§ Work item
Pull out each line of the records holding the string "DeviceRegistry".

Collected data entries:
== == ==

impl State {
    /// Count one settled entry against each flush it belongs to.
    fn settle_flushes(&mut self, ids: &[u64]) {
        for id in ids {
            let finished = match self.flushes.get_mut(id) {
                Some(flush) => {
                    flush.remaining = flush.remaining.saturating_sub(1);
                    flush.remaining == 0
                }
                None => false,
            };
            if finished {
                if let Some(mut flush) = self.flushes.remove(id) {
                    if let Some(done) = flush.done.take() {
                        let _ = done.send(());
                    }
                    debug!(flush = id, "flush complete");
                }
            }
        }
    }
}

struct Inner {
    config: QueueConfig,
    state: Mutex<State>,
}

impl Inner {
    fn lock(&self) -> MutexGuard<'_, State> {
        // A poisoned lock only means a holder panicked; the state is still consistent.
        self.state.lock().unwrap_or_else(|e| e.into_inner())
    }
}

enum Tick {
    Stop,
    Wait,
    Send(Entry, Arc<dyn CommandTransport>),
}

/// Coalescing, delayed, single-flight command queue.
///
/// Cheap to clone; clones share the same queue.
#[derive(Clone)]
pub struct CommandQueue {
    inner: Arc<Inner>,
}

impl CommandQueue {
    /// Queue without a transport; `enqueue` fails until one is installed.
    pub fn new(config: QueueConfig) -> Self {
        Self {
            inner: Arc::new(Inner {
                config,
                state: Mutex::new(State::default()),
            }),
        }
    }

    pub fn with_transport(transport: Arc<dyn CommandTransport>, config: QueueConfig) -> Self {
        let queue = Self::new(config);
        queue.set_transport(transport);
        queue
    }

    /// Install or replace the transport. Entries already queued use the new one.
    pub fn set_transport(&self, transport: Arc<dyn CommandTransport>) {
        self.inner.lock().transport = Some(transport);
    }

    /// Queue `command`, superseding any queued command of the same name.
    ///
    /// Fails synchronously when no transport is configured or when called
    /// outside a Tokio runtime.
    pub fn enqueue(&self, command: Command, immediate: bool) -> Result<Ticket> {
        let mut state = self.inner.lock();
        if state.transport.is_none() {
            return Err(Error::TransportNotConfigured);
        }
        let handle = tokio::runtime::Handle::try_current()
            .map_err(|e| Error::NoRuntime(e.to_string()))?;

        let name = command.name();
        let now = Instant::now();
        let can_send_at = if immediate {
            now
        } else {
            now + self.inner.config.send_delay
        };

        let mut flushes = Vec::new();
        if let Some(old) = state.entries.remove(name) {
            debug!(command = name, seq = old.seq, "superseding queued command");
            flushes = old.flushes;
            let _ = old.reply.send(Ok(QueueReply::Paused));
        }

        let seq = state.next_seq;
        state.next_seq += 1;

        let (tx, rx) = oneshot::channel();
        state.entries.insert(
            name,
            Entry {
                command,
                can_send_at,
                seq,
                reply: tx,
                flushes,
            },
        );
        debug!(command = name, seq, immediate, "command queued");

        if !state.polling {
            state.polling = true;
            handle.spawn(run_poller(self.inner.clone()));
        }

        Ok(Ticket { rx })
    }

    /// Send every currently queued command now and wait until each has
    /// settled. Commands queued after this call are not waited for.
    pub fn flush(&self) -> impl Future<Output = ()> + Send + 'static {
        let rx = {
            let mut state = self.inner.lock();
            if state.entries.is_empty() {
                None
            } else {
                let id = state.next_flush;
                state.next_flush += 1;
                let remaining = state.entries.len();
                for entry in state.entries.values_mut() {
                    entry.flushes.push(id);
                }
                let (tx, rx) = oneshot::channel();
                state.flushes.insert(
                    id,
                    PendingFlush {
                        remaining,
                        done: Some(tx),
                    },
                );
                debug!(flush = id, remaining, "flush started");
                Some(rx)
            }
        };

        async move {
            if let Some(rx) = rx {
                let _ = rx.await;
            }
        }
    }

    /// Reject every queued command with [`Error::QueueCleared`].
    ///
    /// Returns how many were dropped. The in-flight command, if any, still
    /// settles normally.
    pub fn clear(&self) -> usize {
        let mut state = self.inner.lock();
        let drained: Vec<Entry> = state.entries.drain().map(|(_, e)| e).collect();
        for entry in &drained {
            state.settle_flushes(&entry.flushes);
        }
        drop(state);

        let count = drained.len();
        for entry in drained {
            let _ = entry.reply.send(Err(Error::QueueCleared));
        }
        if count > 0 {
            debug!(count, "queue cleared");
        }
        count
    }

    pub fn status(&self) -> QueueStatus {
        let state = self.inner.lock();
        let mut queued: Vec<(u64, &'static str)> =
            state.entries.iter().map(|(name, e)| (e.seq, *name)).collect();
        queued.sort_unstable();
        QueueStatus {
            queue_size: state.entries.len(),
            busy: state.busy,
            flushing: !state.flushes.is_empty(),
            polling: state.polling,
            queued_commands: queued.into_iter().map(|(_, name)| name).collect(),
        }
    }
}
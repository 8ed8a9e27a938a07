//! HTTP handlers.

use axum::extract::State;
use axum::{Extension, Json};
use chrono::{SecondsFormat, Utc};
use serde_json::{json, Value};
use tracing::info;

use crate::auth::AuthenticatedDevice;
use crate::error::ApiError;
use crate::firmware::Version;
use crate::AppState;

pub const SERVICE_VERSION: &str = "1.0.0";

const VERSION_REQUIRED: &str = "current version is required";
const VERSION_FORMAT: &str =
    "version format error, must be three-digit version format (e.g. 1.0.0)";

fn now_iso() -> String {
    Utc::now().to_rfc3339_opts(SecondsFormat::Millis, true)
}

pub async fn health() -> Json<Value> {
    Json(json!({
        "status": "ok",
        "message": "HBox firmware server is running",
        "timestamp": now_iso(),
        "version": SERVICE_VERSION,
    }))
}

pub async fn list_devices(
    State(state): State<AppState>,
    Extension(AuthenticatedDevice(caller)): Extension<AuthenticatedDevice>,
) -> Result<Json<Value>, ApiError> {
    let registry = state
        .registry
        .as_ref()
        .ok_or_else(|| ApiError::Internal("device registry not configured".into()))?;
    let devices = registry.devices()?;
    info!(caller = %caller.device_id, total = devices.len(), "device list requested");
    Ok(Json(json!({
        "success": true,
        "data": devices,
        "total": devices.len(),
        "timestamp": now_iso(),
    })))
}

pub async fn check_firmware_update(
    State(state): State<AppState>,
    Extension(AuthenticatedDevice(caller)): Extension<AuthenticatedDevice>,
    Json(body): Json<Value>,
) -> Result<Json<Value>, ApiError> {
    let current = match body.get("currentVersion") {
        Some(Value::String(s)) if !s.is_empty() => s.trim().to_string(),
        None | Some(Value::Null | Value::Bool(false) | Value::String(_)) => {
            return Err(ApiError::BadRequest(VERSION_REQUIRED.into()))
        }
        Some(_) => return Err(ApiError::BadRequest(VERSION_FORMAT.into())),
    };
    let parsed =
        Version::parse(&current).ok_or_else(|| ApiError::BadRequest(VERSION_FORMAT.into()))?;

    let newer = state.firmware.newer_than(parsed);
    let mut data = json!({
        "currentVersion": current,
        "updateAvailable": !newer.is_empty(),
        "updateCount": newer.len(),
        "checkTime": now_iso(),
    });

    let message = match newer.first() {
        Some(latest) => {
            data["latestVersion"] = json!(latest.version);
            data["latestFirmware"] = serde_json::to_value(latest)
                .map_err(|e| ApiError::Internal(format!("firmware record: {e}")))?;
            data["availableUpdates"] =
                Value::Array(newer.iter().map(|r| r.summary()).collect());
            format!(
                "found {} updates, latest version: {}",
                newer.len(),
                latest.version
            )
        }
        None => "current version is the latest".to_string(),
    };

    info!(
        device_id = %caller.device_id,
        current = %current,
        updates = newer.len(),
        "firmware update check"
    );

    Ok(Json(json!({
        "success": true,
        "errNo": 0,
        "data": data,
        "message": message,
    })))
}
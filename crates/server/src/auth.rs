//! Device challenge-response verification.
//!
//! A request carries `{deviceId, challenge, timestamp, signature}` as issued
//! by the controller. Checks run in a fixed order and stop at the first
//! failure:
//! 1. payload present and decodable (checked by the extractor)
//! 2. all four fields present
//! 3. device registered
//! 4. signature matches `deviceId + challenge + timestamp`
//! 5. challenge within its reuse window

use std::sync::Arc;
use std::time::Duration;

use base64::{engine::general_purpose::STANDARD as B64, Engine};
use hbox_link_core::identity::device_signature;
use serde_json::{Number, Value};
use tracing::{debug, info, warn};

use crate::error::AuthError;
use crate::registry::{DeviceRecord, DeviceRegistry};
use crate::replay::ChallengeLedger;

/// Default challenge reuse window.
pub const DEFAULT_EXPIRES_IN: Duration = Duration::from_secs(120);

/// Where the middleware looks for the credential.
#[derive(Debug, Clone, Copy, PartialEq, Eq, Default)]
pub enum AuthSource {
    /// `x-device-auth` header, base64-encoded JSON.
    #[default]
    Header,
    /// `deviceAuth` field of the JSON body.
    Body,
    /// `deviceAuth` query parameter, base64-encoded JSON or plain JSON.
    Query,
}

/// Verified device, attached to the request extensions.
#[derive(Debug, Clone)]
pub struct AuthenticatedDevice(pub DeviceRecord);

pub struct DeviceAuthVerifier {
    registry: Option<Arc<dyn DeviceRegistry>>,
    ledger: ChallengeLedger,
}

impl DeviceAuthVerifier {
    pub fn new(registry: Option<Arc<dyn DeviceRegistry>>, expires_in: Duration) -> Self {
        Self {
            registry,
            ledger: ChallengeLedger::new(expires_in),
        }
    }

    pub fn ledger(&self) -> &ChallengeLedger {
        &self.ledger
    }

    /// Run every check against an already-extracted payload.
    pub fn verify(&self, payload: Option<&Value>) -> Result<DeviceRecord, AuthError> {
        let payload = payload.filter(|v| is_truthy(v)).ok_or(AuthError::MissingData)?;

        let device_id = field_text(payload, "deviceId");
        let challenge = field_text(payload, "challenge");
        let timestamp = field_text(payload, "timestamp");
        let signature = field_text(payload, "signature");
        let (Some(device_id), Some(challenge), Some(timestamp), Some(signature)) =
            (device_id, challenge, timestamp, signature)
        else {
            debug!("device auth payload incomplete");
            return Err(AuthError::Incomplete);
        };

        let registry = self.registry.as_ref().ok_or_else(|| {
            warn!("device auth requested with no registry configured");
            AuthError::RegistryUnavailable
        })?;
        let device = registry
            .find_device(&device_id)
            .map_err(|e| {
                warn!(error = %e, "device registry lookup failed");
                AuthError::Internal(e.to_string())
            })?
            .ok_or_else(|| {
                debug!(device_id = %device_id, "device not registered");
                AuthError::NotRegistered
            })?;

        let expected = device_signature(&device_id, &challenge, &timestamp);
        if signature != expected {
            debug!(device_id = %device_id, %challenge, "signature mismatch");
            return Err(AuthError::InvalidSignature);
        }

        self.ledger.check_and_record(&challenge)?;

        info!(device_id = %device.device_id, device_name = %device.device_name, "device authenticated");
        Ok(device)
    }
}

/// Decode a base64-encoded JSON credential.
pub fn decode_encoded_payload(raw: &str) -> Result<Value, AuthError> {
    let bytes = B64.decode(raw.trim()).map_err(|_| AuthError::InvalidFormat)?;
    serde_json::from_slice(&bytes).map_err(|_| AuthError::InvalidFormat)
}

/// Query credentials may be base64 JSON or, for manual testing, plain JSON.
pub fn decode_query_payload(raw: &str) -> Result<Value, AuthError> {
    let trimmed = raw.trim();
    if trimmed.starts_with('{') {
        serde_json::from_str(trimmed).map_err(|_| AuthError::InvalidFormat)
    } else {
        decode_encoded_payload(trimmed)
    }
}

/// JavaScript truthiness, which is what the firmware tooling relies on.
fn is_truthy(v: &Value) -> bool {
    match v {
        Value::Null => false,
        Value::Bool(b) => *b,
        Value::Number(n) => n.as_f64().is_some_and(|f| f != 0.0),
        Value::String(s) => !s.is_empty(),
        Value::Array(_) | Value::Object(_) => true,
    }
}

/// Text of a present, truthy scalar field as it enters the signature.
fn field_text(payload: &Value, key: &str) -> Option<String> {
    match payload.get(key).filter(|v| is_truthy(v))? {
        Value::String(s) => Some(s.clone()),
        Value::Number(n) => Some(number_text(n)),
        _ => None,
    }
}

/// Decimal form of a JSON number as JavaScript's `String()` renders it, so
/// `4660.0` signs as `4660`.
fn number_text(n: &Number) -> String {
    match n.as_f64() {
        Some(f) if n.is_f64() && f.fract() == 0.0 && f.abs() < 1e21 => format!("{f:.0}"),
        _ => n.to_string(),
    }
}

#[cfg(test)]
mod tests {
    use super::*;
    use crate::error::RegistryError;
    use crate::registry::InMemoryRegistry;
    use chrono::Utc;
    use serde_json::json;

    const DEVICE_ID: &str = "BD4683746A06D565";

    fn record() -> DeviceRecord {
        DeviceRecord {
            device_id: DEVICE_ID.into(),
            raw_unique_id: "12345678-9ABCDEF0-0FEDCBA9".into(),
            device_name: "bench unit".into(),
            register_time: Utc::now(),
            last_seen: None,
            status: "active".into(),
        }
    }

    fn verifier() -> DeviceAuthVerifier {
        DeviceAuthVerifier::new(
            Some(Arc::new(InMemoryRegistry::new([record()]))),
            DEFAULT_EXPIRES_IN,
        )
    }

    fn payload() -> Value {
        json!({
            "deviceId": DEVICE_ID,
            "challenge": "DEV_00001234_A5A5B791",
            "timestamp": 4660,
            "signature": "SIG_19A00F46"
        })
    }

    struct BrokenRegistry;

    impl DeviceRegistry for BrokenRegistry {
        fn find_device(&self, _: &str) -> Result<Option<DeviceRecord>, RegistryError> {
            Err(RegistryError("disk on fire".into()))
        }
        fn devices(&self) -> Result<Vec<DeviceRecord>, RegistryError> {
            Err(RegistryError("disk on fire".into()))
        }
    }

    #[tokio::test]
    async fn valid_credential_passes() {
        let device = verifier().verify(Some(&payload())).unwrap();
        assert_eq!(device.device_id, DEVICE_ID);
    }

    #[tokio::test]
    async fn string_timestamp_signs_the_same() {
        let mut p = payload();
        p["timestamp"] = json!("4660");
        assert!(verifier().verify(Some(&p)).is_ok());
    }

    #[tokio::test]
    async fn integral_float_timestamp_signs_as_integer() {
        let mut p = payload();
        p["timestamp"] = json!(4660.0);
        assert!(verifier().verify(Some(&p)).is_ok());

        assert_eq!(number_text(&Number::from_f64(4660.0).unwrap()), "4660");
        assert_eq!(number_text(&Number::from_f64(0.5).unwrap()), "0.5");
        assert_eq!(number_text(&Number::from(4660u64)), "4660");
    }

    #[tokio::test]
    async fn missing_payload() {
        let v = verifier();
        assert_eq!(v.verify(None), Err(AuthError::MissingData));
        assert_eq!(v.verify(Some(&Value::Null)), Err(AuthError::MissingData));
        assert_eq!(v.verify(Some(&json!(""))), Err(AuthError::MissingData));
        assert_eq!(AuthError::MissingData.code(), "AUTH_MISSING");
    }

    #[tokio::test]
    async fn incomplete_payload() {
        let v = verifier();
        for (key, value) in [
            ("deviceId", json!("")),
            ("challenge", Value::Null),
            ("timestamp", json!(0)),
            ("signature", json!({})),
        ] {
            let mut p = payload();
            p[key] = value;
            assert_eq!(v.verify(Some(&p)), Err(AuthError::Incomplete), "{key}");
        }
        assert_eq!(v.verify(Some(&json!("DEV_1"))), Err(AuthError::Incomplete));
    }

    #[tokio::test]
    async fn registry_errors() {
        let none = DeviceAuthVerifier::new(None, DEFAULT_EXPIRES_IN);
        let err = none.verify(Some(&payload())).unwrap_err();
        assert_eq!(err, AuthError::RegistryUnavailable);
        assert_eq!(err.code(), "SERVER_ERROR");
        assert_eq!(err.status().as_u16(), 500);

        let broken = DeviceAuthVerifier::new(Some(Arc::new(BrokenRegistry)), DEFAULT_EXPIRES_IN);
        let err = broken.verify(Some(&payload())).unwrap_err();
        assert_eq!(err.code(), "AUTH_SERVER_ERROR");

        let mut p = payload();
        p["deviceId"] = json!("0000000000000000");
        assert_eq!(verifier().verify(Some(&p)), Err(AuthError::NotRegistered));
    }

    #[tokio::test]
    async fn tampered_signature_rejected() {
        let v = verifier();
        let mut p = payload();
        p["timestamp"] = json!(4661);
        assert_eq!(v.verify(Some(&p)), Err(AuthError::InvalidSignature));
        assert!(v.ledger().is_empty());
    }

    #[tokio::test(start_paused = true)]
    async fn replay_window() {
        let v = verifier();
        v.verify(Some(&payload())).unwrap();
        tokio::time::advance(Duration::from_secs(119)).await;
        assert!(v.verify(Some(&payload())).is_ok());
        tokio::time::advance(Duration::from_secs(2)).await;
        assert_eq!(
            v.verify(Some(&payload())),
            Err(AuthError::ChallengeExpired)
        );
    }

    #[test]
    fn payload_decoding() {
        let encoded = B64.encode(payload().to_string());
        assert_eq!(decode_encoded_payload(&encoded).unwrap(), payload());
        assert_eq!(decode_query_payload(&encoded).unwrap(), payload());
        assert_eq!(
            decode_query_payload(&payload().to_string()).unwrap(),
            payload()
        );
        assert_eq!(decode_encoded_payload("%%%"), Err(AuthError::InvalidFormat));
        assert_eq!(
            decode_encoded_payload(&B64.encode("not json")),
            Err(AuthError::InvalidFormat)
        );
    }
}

== == ==

§ Answer to this exercise
use crate::registry::{DeviceRecord, DeviceRegistry};
    registry: Option<Arc<dyn DeviceRegistry>>,
    pub fn new(registry: Option<Arc<dyn DeviceRegistry>>, expires_in: Duration) -> Self {
    impl DeviceRegistry for BrokenRegistry {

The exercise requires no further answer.